夜勤が終わり、私と束ちゃんは、ナースステーションを出て、廊下を歩いていた。


「ほんま疲れたし」


救急3件の全てに対応してくれた束ちゃんはぐったりしていた。



「1件でも私が行ったら良かったね」


いつもなら2人共、手が空いていたら、交互に行くのだが、昨日はなぜか「俺が行く!」なんて全て行った結果、こうなってしまった。



「だってさ、佐々木先生に怒られそうやん」



手を頭の後ろで組み、私の方を少しだけ見て、そう言うと、舌を出しておどけていた。


「はぁ?意味わからんし」


「え~佐々木先生って、独占欲強そうやし。あんなイケメンとふたりきりにさせたってばれたら、殺されそうやん」


「・・・想像力が豊かなこと」



私は「ふふっ」と笑うと、女子更衣室に入った。


埃っぽい更衣室に入ると、私は端に置いてある丸椅子に腰を掛けた。



「はぁ・・・・・・」



束ちゃんのお陰で、あまり忙しくなかったが、同じ建物に彼がいることでなんだか気が気でなかった。
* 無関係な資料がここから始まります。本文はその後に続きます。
//! Mask application and penalty scoring.

use log::debug;

use crate::encoder::format::draw_format;
use crate::encoder::function_patterns::FunctionPatterns;
use crate::models::{BitMatrix, ECLevel, MaskPattern};

const PENALTY_N1: i32 = 3;
const PENALTY_N2: i32 = 3;
const PENALTY_N3: i32 = 40;
const PENALTY_N4: i32 = 10;

/// XOR the mask pattern into every data module.
///
/// Applying the same mask twice restores the original matrix.
pub fn apply_mask(matrix: &mut BitMatrix, func: &FunctionPatterns, mask: MaskPattern) {
    let size = matrix.width();
    for y in 0..size {
        for x in 0..size {
            if !func.is_function(x, y) && mask.is_masked(x, y) {
                matrix.toggle(x, y);
            }
        }
    }
}

/// Score a fully drawn matrix with the four penalty rules
pub fn penalty_score(matrix: &BitMatrix) -> i32 {
    let size = matrix.width();
    let mut result = 0i32;

    // Rule 1 and 3 over rows: runs of same-colored modules, and dark runs
    // shaped like a finder pattern with light margins
    for y in 0..size {
        let mut run_color = false;
        let mut run_len = 0i32;
        let mut history = RunHistory::new(size);
        for x in 0..size {
            if matrix.get(x, y) == run_color {
                run_len += 1;
                if run_len == 5 {
                    result += PENALTY_N1;
                } else if run_len > 5 {
                    result += 1;
                }
            } else {
                history.add(run_len);
                if !run_color {
                    result += history.finder_patterns() * PENALTY_N3;
                }
                run_color = matrix.get(x, y);
                run_len = 1;
            }
        }
        result += history.finish(run_color, run_len) * PENALTY_N3;
    }

    // Rules 1 and 3 over columns
    for x in 0..size {
        let mut run_color = false;
        let mut run_len = 0i32;
        let mut history = RunHistory::new(size);
        for y in 0..size {
            if matrix.get(x, y) == run_color {
                run_len += 1;
                if run_len == 5 {
                    result += PENALTY_N1;
                } else if run_len > 5 {
                    result += 1;
                }
            } else {
                history.add(run_len);
                if !run_color {
                    result += history.finder_patterns() * PENALTY_N3;
                }
                run_color = matrix.get(x, y);
                run_len = 1;
            }
        }
        result += history.finish(run_color, run_len) * PENALTY_N3;
    }

    // Rule 2: 2x2 blocks of a single color
    for y in 0..size - 1 {
        for x in 0..size - 1 {
            let color = matrix.get(x, y);
            if color == matrix.get(x + 1, y)
                && color == matrix.get(x, y + 1)
                && color == matrix.get(x + 1, y + 1)
            {
                result += PENALTY_N2;
            }
        }
    }

    // Rule 4: deviation of the dark module share from 50%, in 5% steps
    let dark = matrix.count_dark() as i32;
    let total = (size * size) as i32;
    let k = ((dark * 20 - total * 10).abs() + total - 1) / total - 1;
    result += k * PENALTY_N4;

    result
}

/// Apply each of the eight masks, score them with the format bits drawn, and
/// commit the lowest-scoring one. Ties go to the lowest mask index.
pub fn choose_mask(
    matrix: &mut BitMatrix,
    func: &FunctionPatterns,
    ec_level: ECLevel,
) -> (MaskPattern, i32) {
    let mut best_mask = MaskPattern::Pattern0;
    let mut best_score = i32::MAX;
    for mask in MaskPattern::ALL {
        apply_mask(matrix, func, mask);
        draw_format(matrix, ec_level, mask);
        let score = penalty_score(matrix);
        if score < best_score {
            best_mask = mask;
            best_score = score;
        }
        // XOR is self-inverse; this restores the unmasked matrix
        apply_mask(matrix, func, mask);
    }

    debug!(
        "committed mask {} with penalty {}",
        best_mask.index(),
        best_score
    );
    apply_mask(matrix, func, best_mask);
    draw_format(matrix, ec_level, best_mask);
    (best_mask, best_score)
}

/// Rolling window of the last run lengths in one row or column, used to
/// spot the 1:1:3:1:1 finder ratio with a light margin of at least 4
struct RunHistory {
    grid_size: i32,
    runs: [i32; 7],
}

impl RunHistory {
    fn new(size: usize) -> Self {
        Self {
            grid_size: size as i32,
            runs: [0; 7],
        }
    }

    fn add(&mut self, mut run_len: i32) {
        if self.runs[0] == 0 {
            // The leading light margin extends past the symbol edge
            run_len += self.grid_size;
        }
        self.runs.copy_within(0..6, 1);
        self.runs[0] = run_len;
    }

    fn finder_patterns(&self) -> i32 {
        let r = &self.runs;
        let n = r[1];
        let core = n > 0 && r[2] == n && r[3] == n * 3 && r[4] == n && r[5] == n;
        i32::from(core && (r[0] >= n * 4 || r[6] >= n * 4))
    }

    fn finish(mut self, run_color: bool, mut run_len: i32) -> i32 {
        if run_color {
            self.add(run_len);
            run_len = 0;
        }
        run_len += self.grid_size;
        self.add(run_len);
        self.finder_patterns()
    }
}
//! The vector-drawing callback protocol and a recording implementation.

use std::fmt::Write;

use crate::models::Point;

/// Receiver for path drawing operations.
///
/// The builder describes the symbol outline through this capability and
/// never needs to know what the caller does with it. Operations arrive in
/// emission order, on the calling thread, and every subpath is bracketed by
/// exactly one [`move_to`](PathSink::move_to) and one
/// [`close_path`](PathSink::close_path).
pub trait PathSink {
    /// Begin a new subpath at the given point
    fn move_to(&mut self, point: Point);
    /// Draw a straight line from the current point
    fn line_to(&mut self, point: Point);
    /// Draw a circular arc around `center` from `start_angle` to
    /// `end_angle` (radians, measured from the positive x axis with y
    /// growing downward), in the direction given by `clockwise`
    fn arc_to(
        &mut self,
        center: Point,
        radius: f64,
        start_angle: f32,
        end_angle: f32,
        clockwise: bool,
    );
    /// Close the current subpath back to its starting point
    fn close_path(&mut self);
}

/// One recorded drawing operation
#[derive(Debug, Clone, Copy, PartialEq)]
pub enum PathCommand {
    /// Begin a subpath
    MoveTo(Point),
    /// Straight segment
    LineTo(Point),
    /// Circular arc
    ArcTo {
        /// Arc center
        center: Point,
        /// Arc radius
        radius: f64,
        /// Angle of the arc start point
        start_angle: f32,
        /// Angle of the arc end point
        end_angle: f32,
        /// Sweep direction
        clockwise: bool,
    },
    /// Close the subpath
    ClosePath,
}

/// A recorded sequence of drawing operations that can be replayed into any
/// [`PathSink`] later.
#[derive(Debug, Clone, Default, PartialEq)]
pub struct DisplayList {
    commands: Vec<PathCommand>,
}

impl DisplayList {
    /// Create an empty list
    pub fn new() -> Self {
        Self::default()
    }

    /// The recorded operations in emission order
    pub fn commands(&self) -> &[PathCommand] {
        &self.commands
    }

    /// Number of recorded operations
    pub fn len(&self) -> usize {
        self.commands.len()
    }

    /// True when nothing has been recorded
    pub fn is_empty(&self) -> bool {
        self.commands.is_empty()
    }

    /// Replay every operation into the given sink, in order
    pub fn present<S: PathSink>(&self, sink: &mut S) {
        for op in &self.commands {
            match *op {
                PathCommand::MoveTo(p) => sink.move_to(p),
                PathCommand::LineTo(p) => sink.line_to(p),
                PathCommand::ArcTo {
                    center,
                    radius,
                    start_angle,
                    end_angle,
                    clockwise,
                } => sink.arc_to(center, radius, start_angle, end_angle, clockwise),
                PathCommand::ClosePath => sink.close_path(),
            }
        }
    }
}

impl PathSink for DisplayList {
    fn move_to(&mut self, point: Point) {
        self.commands.push(PathCommand::MoveTo(point));
    }

    fn line_to(&mut self, point: Point) {
        self.commands.push(PathCommand::LineTo(point));
    }

    fn arc_to(
        &mut self,
        center: Point,
        radius: f64,
        start_angle: f32,
        end_angle: f32,
        clockwise: bool,
    ) {
        self.commands.push(PathCommand::ArcTo {
            center,
            radius,
            start_angle,
            end_angle,
            clockwise,
        });
    }

    fn close_path(&mut self) {
        self.commands.push(PathCommand::ClosePath);
    }
}

/// Serializes the path protocol into SVG path data.
///
/// Arcs become endpoint `A` commands; a quarter circle never needs the
/// large-arc flag.
#[derive(Debug, Clone, Default)]
pub struct SvgPathSink {
    d: String,
}

impl SvgPathSink {
    /// Create an empty serializer
    pub fn new() -> Self {
        Self::default()
    }

    /// The accumulated path data string
    pub fn path_data(&self) -> &str {
        self.d.trim_end()
    }
}

impl PathSink for SvgPathSink {
    fn move_to(&mut self, point: Point) {
        let _ = write!(self.d, "M{:.3} {:.3} ", point.x, point.y);
    }

    fn line_to(&mut self, point: Point) {
        let _ = write!(self.d, "L{:.3} {:.3} ", point.x, point.y);
    }

    fn arc_to(
        &mut self,
        center: Point,
        radius: f64,
        _start_angle: f32,
        end_angle: f32,
        clockwise: bool,
    ) {
        let end_x = center.x + radius * f64::from(end_angle.cos());
        let end_y = center.y + radius * f64::from(end_angle.sin());
        let sweep = i32::from(clockwise);
        let _ = write!(
            self.d,
            "A{:.3} {:.3} 0 0 {} {:.3} {:.3} ",
            radius, radius, sweep, end_x, end_y
        );
    }

    fn close_path(&mut self) {
        self.d.push_str("Z ");
    }
}

#[cfg(test)]
mod tests {
    use super::*;

    #[test]
    fn test_record_and_replay() {
        let mut list = DisplayList::new();
        list.move_to(Point::new(1.0, 2.0));
        list.line_to(Point::new(3.0, 2.0));
        list.arc_to(Point::new(3.0, 3.0), 1.0, 0.0, 1.0, true);
        list.close_path();
        assert_eq!(list.len(), 4);

        let mut replayed = DisplayList::new();
        list.present(&mut replayed);
        assert_eq!(list, replayed);
    }

    #[test]
    fn test_svg_sink() {
        let mut svg = SvgPathSink::new();
        svg.move_to(Point::new(0.5, 0.0));
        svg.line_to(Point::new(1.5, 0.0));
        // Quarter circle from angle 3pi/2 to 2pi around (1.5, 0.5)
        svg.arc_to(
            Point::new(1.5, 0.5),
            0.5,
            core::f32::consts::PI * 1.5,
            core::f32::consts::PI * 2.0,
            true,
        );
        svg.close_path();

        let d = svg.path_data();
        assert!(d.starts_with("M0.500 0.000 L1.500 0.000 A0.500 0.500 0 0 1 "));
        assert!(d.ends_with("Z"));
        // The arc lands on the right edge of the module
        assert!(d.contains("2.000 0.500"));
    }
}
再び溜息をついて、遠くの方で患者さんを呼び出す事務の女の子の声が聞こえ、高い位置にある窓からは、光が差し込んでいた。


「も~も、まだいるの?」



更衣室の外から束ちゃんの声が聞こえ、現実に戻された。



「は~い。どうしたの?」



更衣室から出ると、束ちゃんは笑顔で立っていた。


「あのさ、今日の勉強会の準備、俺も手伝うわ」



「えっ?でもいよ。束ちゃん、疲れているから寝たいでしょ?」



「気にするな!」



そう言うと、階段を急いで降りて行ってしまった。



なんだろう・・・いきなり・・・。


まぁ、手伝ってくれるならいいか。